Les symptômes sont nombreux et peuvent survenir à tout moment. Rappelons toutefois que le risque de complications à long terme est très faible. Mais, l’urologue doit pouvoir les dépister. Pour cela, il faut les connaitre afin de savoir s’il s’agit réellement d‘une complication liée à l’implant nécessitant une prise en charge. J’en profite pour informer que l’AFU a mis en place des formations pour sensibiliser les urologues et les aider à reconnaitre ces complications.

Le risque de complications à long terme est très faible. Mais, l’urologue doit pouvoir les dépister.

En cas de réintervention, quel est le taux de succès? Y a-t-il des améliorations dans les différentes approches?

Pr Gamé: Tout dépend des complications et de l’intervention pratiquée. Comme je le disais précédemment, dans le cas des douleurs à la base de la cuisse, on guérit deux patientes sur trois en retirant la bandelette. Globalement, en cas de douleurs, il faut enlever la partie de la bandelette située du côté douloureux, voire tout l’implant en présence de douleurs bilatérales.

Pour ce qui est de l’obstruction urinaire, le taux de succès après reintervention est de 90%. L’intervention chirurgicale consiste alors uniquement à sectionner la bandelette. Dans le traitement d’une érosion de la vessie, on retire la portion en contact avec la vessie. On obtient ainsi 100% de succès.

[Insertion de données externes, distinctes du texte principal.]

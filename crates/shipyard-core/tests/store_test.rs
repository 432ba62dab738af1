use shipyard_core::{
    ApplicationConfig, ApplicationId, ApplicationState, ConfigStore, Error, FileDb, StateStore,
};
use tempfile::TempDir;

fn app(id: &str) -> ApplicationId {
    ApplicationId::new(id).unwrap()
}

// ── State ──

#[test]
fn missing_state_reads_as_idle() {
    let tmp = TempDir::new().unwrap();
    let db = FileDb::new(tmp.path());

    assert_eq!(db.get_state(&app("web")).unwrap(), ApplicationState::Idle);
}

#[test]
fn state_is_persisted_per_application() {
    let tmp = TempDir::new().unwrap();
    let db = FileDb::new(tmp.path());

    db.set_state(&app("web"), ApplicationState::Building).unwrap();
    db.set_state(&app("api"), ApplicationState::Failed).unwrap();

    assert_eq!(db.get_state(&app("web")).unwrap(), ApplicationState::Building);
    assert_eq!(db.get_state(&app("api")).unwrap(), ApplicationState::Failed);
    assert_eq!(
        std::fs::read_to_string(tmp.path().join("web").join("state")).unwrap(),
        "building"
    );
}

#[test]
fn last_state_write_wins() {
    let tmp = TempDir::new().unwrap();
    let db = FileDb::new(tmp.path());

    db.set_state(&app("web"), ApplicationState::Building).unwrap();
    db.set_state(&app("web"), ApplicationState::Idle).unwrap();

    assert_eq!(db.get_state(&app("web")).unwrap(), ApplicationState::Idle);
}

#[test]
fn garbage_state_is_an_error() {
    let tmp = TempDir::new().unwrap();
    std::fs::create_dir_all(tmp.path().join("web")).unwrap();
    std::fs::write(tmp.path().join("web").join("state"), "exploded").unwrap();
    let db = FileDb::new(tmp.path());

    let err = db.get_state(&app("web")).unwrap_err();
    assert!(matches!(err, Error::UnknownState { ref value, .. } if value == "exploded"));
}

// ── Config ──

#[test]
fn app_dir_is_under_root() {
    let tmp = TempDir::new().unwrap();
    let db = FileDb::new(tmp.path());

    assert_eq!(db.root(), tmp.path());
    assert_eq!(db.app_dir(&app("web")), tmp.path().join("web"));
}

#[test]
fn load_config_reads_flat_string_table() {
    let tmp = TempDir::new().unwrap();
    std::fs::create_dir_all(tmp.path().join("web")).unwrap();
    let toml = r#"
git = "https://example.com/web.git"
deploy_base = "Web"
deploy_to = "/srv/web"
deploy_ignore = "*.log obj\\ web.config"
"#;
    std::fs::write(tmp.path().join("web").join("config.toml"), toml).unwrap();
    let db = FileDb::new(tmp.path());

    let config = db.load_config(&app("web")).unwrap();

    assert_eq!(
        config.get(ApplicationConfig::GIT),
        Some("https://example.com/web.git")
    );
    assert_eq!(config.get(ApplicationConfig::DEPLOY_BASE), Some("Web"));
    assert_eq!(config.get(ApplicationConfig::DEPLOY_TO), Some("/srv/web"));
    assert_eq!(
        config.get(ApplicationConfig::DEPLOY_IGNORE),
        Some("*.log obj\\ web.config")
    );
}

#[test]
fn load_config_for_unknown_app_is_not_found() {
    let tmp = TempDir::new().unwrap();
    let db = FileDb::new(tmp.path());

    let err = db.load_config(&app("ghost")).unwrap_err();
    assert!(matches!(err, Error::AppNotFound { ref id, .. } if id == "ghost"));
}

#[test]
fn load_config_rejects_non_string_values() {
    let tmp = TempDir::new().unwrap();
    std::fs::create_dir_all(tmp.path().join("web")).unwrap();
    std::fs::write(tmp.path().join("web").join("config.toml"), "git = 42\n").unwrap();
    let db = FileDb::new(tmp.path());

    let err = db.load_config(&app("web")).unwrap_err();
    assert!(matches!(err, Error::AppConfigParse { .. }));
}
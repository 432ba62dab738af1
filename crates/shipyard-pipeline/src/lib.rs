//! Per-application build pipeline for shipyard.
//!
//! # Build lifecycle
//!
//! ```text
//! BuildOrchestrator::build(app)
//!   lock(app) ── held for the whole call
//!   state ∉ {idle, failed} → StateConflict (nothing written)
//!   truncate <app>/log.txt, state = building
//!   1. Source sync        ── git clone / git pull
//!   2. Dependency refresh ── restore every manifest under the source tree
//!   3. Compile            ── process-wide build tool
//!   4. Deploy             ── resolve exclusions, mirror copy (status ignored)
//!   ok  → "-> build completed", state = idle
//!   err → "ERROR: …", "-> build failed!", state = failed, error returned
//!         (covers a failed `building` or `idle` write too)
//! ```

pub mod context;
pub mod error;
pub mod lock;
pub mod log;
pub mod orchestrator;
pub mod steps;

pub use context::BuildContext;
pub use error::{BuildError, ErrorKind};
pub use lock::LockRegistry;
pub use log::BuildLog;
pub use orchestrator::BuildOrchestrator;
pub use steps::{DeployTarget, Step};
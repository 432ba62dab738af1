use std::path::{Path, PathBuf};

use crate::{ApplicationConfig, ApplicationId, ApplicationState, Error, Result};

const CONFIG_FILE: &str = "config.toml";
const STATE_FILE: &str = "state";

/// Persistent lifecycle state, one value per application. Last write wins.
pub trait StateStore: Send + Sync {
    fn get_state(&self, id: &ApplicationId) -> Result<ApplicationState>;

    fn set_state(&self, id: &ApplicationId, state: ApplicationState) -> Result<()>;
}

/// Per-application configuration and working directory.
pub trait ConfigStore: Send + Sync {
    fn app_dir(&self, id: &ApplicationId) -> PathBuf;

    fn load_config(&self, id: &ApplicationId) -> Result<ApplicationConfig>;
}

/// File-backed store: `<root>/<id>/config.toml` and `<root>/<id>/state`.
#[derive(Debug, Clone)]
pub struct FileDb {
    root: PathBuf,
}

impl FileDb {
    pub fn new(root: impl Into<PathBuf>) -> Self {
        Self { root: root.into() }
    }

    pub fn root(&self) -> &Path {
        &self.root
    }

    fn state_path(&self, id: &ApplicationId) -> PathBuf {
        self.app_dir(id).join(STATE_FILE)
    }
}

impl StateStore for FileDb {
    fn get_state(&self, id: &ApplicationId) -> Result<ApplicationState> {
        let path = self.state_path(id);
        let content = match std::fs::read_to_string(&path) {
            Ok(content) => content,
            Err(e) if e.kind() == std::io::ErrorKind::NotFound => {
                return Ok(ApplicationState::default());
            }
            Err(e) => return Err(Error::StateRead { path, source: e }),
        };

        ApplicationState::parse(&content).ok_or_else(|| Error::UnknownState {
            path,
            value: content.trim().to_owned(),
        })
    }

    fn set_state(&self, id: &ApplicationId, state: ApplicationState) -> Result<()> {
        let dir = self.app_dir(id);
        std::fs::create_dir_all(&dir).map_err(|e| Error::StateWrite {
            path: dir.clone(),
            source: e,
        })?;

        let path = self.state_path(id);
        std::fs::write(&path, state.as_str())
            .map_err(|e| Error::StateWrite { path, source: e })?;
        tracing::debug!(app = %id, %state, "state recorded");
        Ok(())
    }
}

impl ConfigStore for FileDb {
    fn app_dir(&self, id: &ApplicationId) -> PathBuf {
        self.root.join(id.as_str())
    }

    fn load_config(&self, id: &ApplicationId) -> Result<ApplicationConfig> {
        let path = self.app_dir(id).join(CONFIG_FILE);
        if !path.exists() {
            return Err(Error::AppNotFound {
                id: id.to_string(),
                path,
            });
        }

        let content = std::fs::read_to_string(&path).map_err(|e| Error::AppConfigLoad {
            path: path.clone(),
            source: e,
        })?;
        toml::from_str(&content).map_err(|e| Error::AppConfigParse { path, source: e })
    }
}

Ces interventions sur bandelettes sont de mieux en mieux maitrisées. Mais, encore une fois, elles doivent être menées dans des centres où exercent des chirurgiens expérimentés. Plus elles y seront pratiquées, plus les résultats seront satisfaisants et moins il y aura par la suite de complications. La prise en charge des complications après la pose de bandelettes n’en sera qu’améliorée.

Ces interventions sur bandelettes sont de mieux en mieux maitrisées. Mais, encore une fois, elles doivent être menées dans des centres où exercent des chirurgiens expérimentés.